//! Error types for pkgverify-env

use serde::{Deserialize, Serialize};
use thiserror::Error;

/// Errors raised while running an external command.
#[derive(Error, Debug)]
pub enum ProcessError {
    /// Command vector had no executable
    #[error("command is empty")]
    EmptyCommand,

    /// The executable could not be started
    #[error("failed to spawn `{program}`: {source}")]
    Spawn {
        program: String,
        #[source]
        source: std::io::Error,
    },

    /// The command exceeded its time bound and was killed
    #[error("`{program}` timed out after {limit_secs} seconds")]
    Timeout { program: String, limit_secs: u64 },

    /// Waiting on the child failed after it was spawned
    #[error("failed to collect output of `{program}`: {source}")]
    Wait {
        program: String,
        #[source]
        source: std::io::Error,
    },
}

/// Classification of a failed install attempt.
#[derive(Error, Debug, Clone, PartialEq, Eq, Serialize, Deserialize)]
#[serde(rename_all = "snake_case")]
pub enum InstallErrorKind {
    /// The installer ran and exited unsuccessfully
    #[error("exited with code {code}")]
    Exit { code: i32 },

    /// The installer did not finish within the configured bound
    #[error("timed out after {limit_secs}s")]
    Timeout { limit_secs: u64 },

    /// The installer could not be started at all
    #[error("could not be started")]
    Spawn,

    /// The isolated environment itself could not be created
    #[error("environment setup failed")]
    Environment,
}

/// A failed install attempt with the output a student needs to self-diagnose.
#[derive(Error, Debug, Clone, PartialEq, Eq, Serialize, Deserialize)]
#[error("{command} {kind}: {output}")]
pub struct InstallError {
    /// Human-readable command that was attempted, e.g. `pip install -e .`
    pub command: String,
    pub kind: InstallErrorKind,
    /// Captured (and possibly truncated) installer output.
    pub output: String,
}

impl InstallError {
    pub fn new(command: impl Into<String>, kind: InstallErrorKind, output: impl Into<String>) -> Self {
        Self {
            command: command.into(),
            kind,
            output: output.into(),
        }
    }

    /// Exit code of the installer, when it ran to completion.
    pub fn exit_code(&self) -> Option<i32> {
        match self.kind {
            InstallErrorKind::Exit { code } => Some(code),
            _ => None,
        }
    }

    pub fn is_timeout(&self) -> bool {
        matches!(self.kind, InstallErrorKind::Timeout { .. })
    }
}
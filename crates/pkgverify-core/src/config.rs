//! Verifier configuration and policy constants.

use std::path::PathBuf;

use serde::{Deserialize, Serialize};

use crate::domain::{BadgePolicy, Result, VerifyError};

/// What the README check looks for.
///
/// Terms are matched as case-insensitive substrings, so "Installation" counts
/// as mentioning "install".
#[derive(Debug, Clone, Serialize, Deserialize, PartialEq, Eq)]
pub struct ReadmePolicy {
    /// README file name, matched case-insensitively at the repository root.
    pub file_name: String,
    pub required_terms: Vec<String>,
}

impl Default for ReadmePolicy {
    fn default() -> Self {
        Self {
            file_name: "README.md".to_string(),
            required_terms: vec!["install".to_string(), "usage".to_string()],
        }
    }
}

impl ReadmePolicy {
    /// Required terms that do not occur in `text`.
    pub fn missing_terms<'a>(&'a self, text: &str) -> Vec<&'a str> {
        let haystack = text.to_lowercase();
        self.required_terms
            .iter()
            .filter(|term| !haystack.contains(&term.to_lowercase()))
            .map(String::as_str)
            .collect()
    }
}

/// Library-level configuration of a verification run.
#[derive(Debug, Clone, Serialize, Deserialize, PartialEq, Eq)]
pub struct VerifierConfig {
    /// Repositories processed concurrently (1 = sequential).
    pub jobs: usize,
    pub badge: BadgePolicy,
    pub readme: ReadmePolicy,
    /// Parent directory for the run workspace; system temp dir when `None`.
    pub scratch_root: Option<PathBuf>,
}

impl Default for VerifierConfig {
    fn default() -> Self {
        Self {
            jobs: 1,
            badge: BadgePolicy::default(),
            readme: ReadmePolicy::default(),
            scratch_root: None,
        }
    }
}

impl VerifierConfig {
    pub fn validate(&self) -> Result<()> {
        if self.jobs == 0 {
            return Err(VerifyError::InvalidConfig("jobs must be at least 1".into()));
        }
        if self.badge.label.trim().is_empty() {
            return Err(VerifyError::InvalidConfig("badge label must not be empty".into()));
        }
        if self.readme.file_name.trim().is_empty() {
            return Err(VerifyError::InvalidConfig("README file name must not be empty".into()));
        }
        Ok(())
    }
}

/// Where a run writes its artifacts.
#[derive(Debug, Clone, PartialEq, Eq)]
pub struct ArtifactPaths {
    /// Directory receiving one `<slug>.json` badge per repository.
    pub badges: PathBuf,
    /// Results document path.
    pub results: PathBuf,
    /// Optional rendered report path.
    pub report: Option<PathBuf>,
    /// Public URL prefix under which the badge directory is served.
    pub badge_base_url: Option<String>,
}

The problem:
Reproduce the data in full, exactly.

Output below:
//! Error types for pkgverify-env

use serde::{Deserialize, Serialize};
use thiserror::Error;

/// Errors raised while running an external command.
#[derive(Error, Debug)]
pub enum ProcessError {
    /// Command vector had no executable
    #[error("command is empty")]
    EmptyCommand,

    /// The executable could not be started
    #[error("failed to spawn `{program}`: {source}")]
    Spawn {
        program: String,
        #[source]
        source: std::io::Error,
    },

    /// The command exceeded its time bound and was killed
    #[error("`{program}` timed out after {limit_secs} seconds")]
    Timeout { program: String, limit_secs: u64 },

    /// Waiting on the child failed after it was spawned
    #[error("failed to collect output of `{program}`: {source}")]
    Wait {
        program: String,
        #[source]
        source: std::io::Error,
    },
}

/// Classification of a failed install attempt.
#[derive(Error, Debug, Clone, PartialEq, Eq, Serialize, Deserialize)]
#[serde(rename_all = "snake_case")]
pub enum InstallErrorKind {
    /// The installer ran and exited unsuccessfully
    #[error("exited with code {code}")]
    Exit { code: i32 },

    /// The installer did not finish within the configured bound
    #[error("timed out after {limit_secs}s")]
    Timeout { limit_secs: u64 },

    /// The installer could not be started at all
    #[error("could not be started")]
    Spawn,

    /// The isolated environment itself could not be created
    #[error("environment setup failed")]
    Environment,
}

/// A failed install attempt with the output a student needs to self-diagnose.
#[derive(Error, Debug, Clone, PartialEq, Eq, Serialize, Deserialize)]
#[error("{command} {kind}: {output}")]
pub struct InstallError {
    /// Human-readable command that was attempted, e.g. `pip install -e .`
    pub command: String,
    pub kind: InstallErrorKind,
    /// Captured (and possibly truncated) installer output.
    pub output: String,
}

impl InstallError {
    pub fn new(command: impl Into<String>, kind: InstallErrorKind, output: impl Into<String>) -> Self {
        Self {
            command: command.into(),
            kind,
            output: output.into(),
        }
    }

    /// Exit code of the installer, when it ran to completion.
    pub fn exit_code(&self) -> Option<i32> {
        match self.kind {
            InstallErrorKind::Exit { code } => Some(code),
            _ => None,
        }
    }

    pub fn is_timeout(&self) -> bool {
        matches!(self.kind, InstallErrorKind::Timeout { .. })
    }
}
filename crates/pkgverify-core/src/config.rs
//! Verifier configuration and policy constants.

use std::path::PathBuf;

use serde::{Deserialize, Serialize};

use crate::domain::{BadgePolicy, Result, VerifyError};

/// What the README check looks for.
///
/// Terms are matched as case-insensitive substrings, so "Installation" counts
/// as mentioning "install".
#[derive(Debug, Clone, Serialize, Deserialize, PartialEq, Eq)]
pub struct ReadmePolicy {
    /// README file name, matched case-insensitively at the repository root.
    pub file_name: String,
    pub required_terms: Vec<String>,
}

impl Default for ReadmePolicy {
    fn default() -> Self {
        Self {
            file_name: "README.md".to_string(),
            required_terms: vec!["install".to_string(), "usage".to_string()],
        }
    }
}

impl ReadmePolicy {
    /// Required terms that do not occur in `text`.
    pub fn missing_terms<'a>(&'a self, text: &str) -> Vec<&'a str> {
        let haystack = text.to_lowercase();
        self.required_terms
            .iter()
            .filter(|term| !haystack.contains(&term.to_lowercase()))
            .map(String::as_str)
            .collect()
    }
}

/// Library-level configuration of a verification run.
#[derive(Debug, Clone, Serialize, Deserialize, PartialEq, Eq)]
pub struct VerifierConfig {
    /// Repositories processed concurrently (1 = sequential).
    pub jobs: usize,
    pub badge: BadgePolicy,
    pub readme: ReadmePolicy,
    /// Parent directory for the run workspace; system temp dir when `None`.
    pub scratch_root: Option<PathBuf>,
}

impl Default for VerifierConfig {
    fn default() -> Self {
        Self {
            jobs: 1,
            badge: BadgePolicy::default(),
            readme: ReadmePolicy::default(),
            scratch_root: None,
        }
    }
}

impl VerifierConfig {
    pub fn validate(&self) -> Result<()> {
        if self.jobs == 0 {
            return Err(VerifyError::InvalidConfig("jobs must be at least 1".into()));
        }
        if self.badge.label.trim().is_empty() {
            return Err(VerifyError::InvalidConfig("badge label must not be empty".into()));
        }
        if self.readme.file_name.trim().is_empty() {
            return Err(VerifyError::InvalidConfig("README file name must not be empty".into()));
        }
        Ok(())
    }
}

/// Where a run writes its artifacts.
#[derive(Debug, Clone, PartialEq, Eq)]
pub struct ArtifactPaths {
    /// Directory receiving one `<slug>.json` badge per repository.
    pub badges: PathBuf,
    /// Results document path.
    pub results: PathBuf,
    /// Optional rendered report path.
    pub report: Option<PathBuf>,
    /// Public URL prefix under which the badge directory is served.
    pub badge_base_url: Option<String>,
}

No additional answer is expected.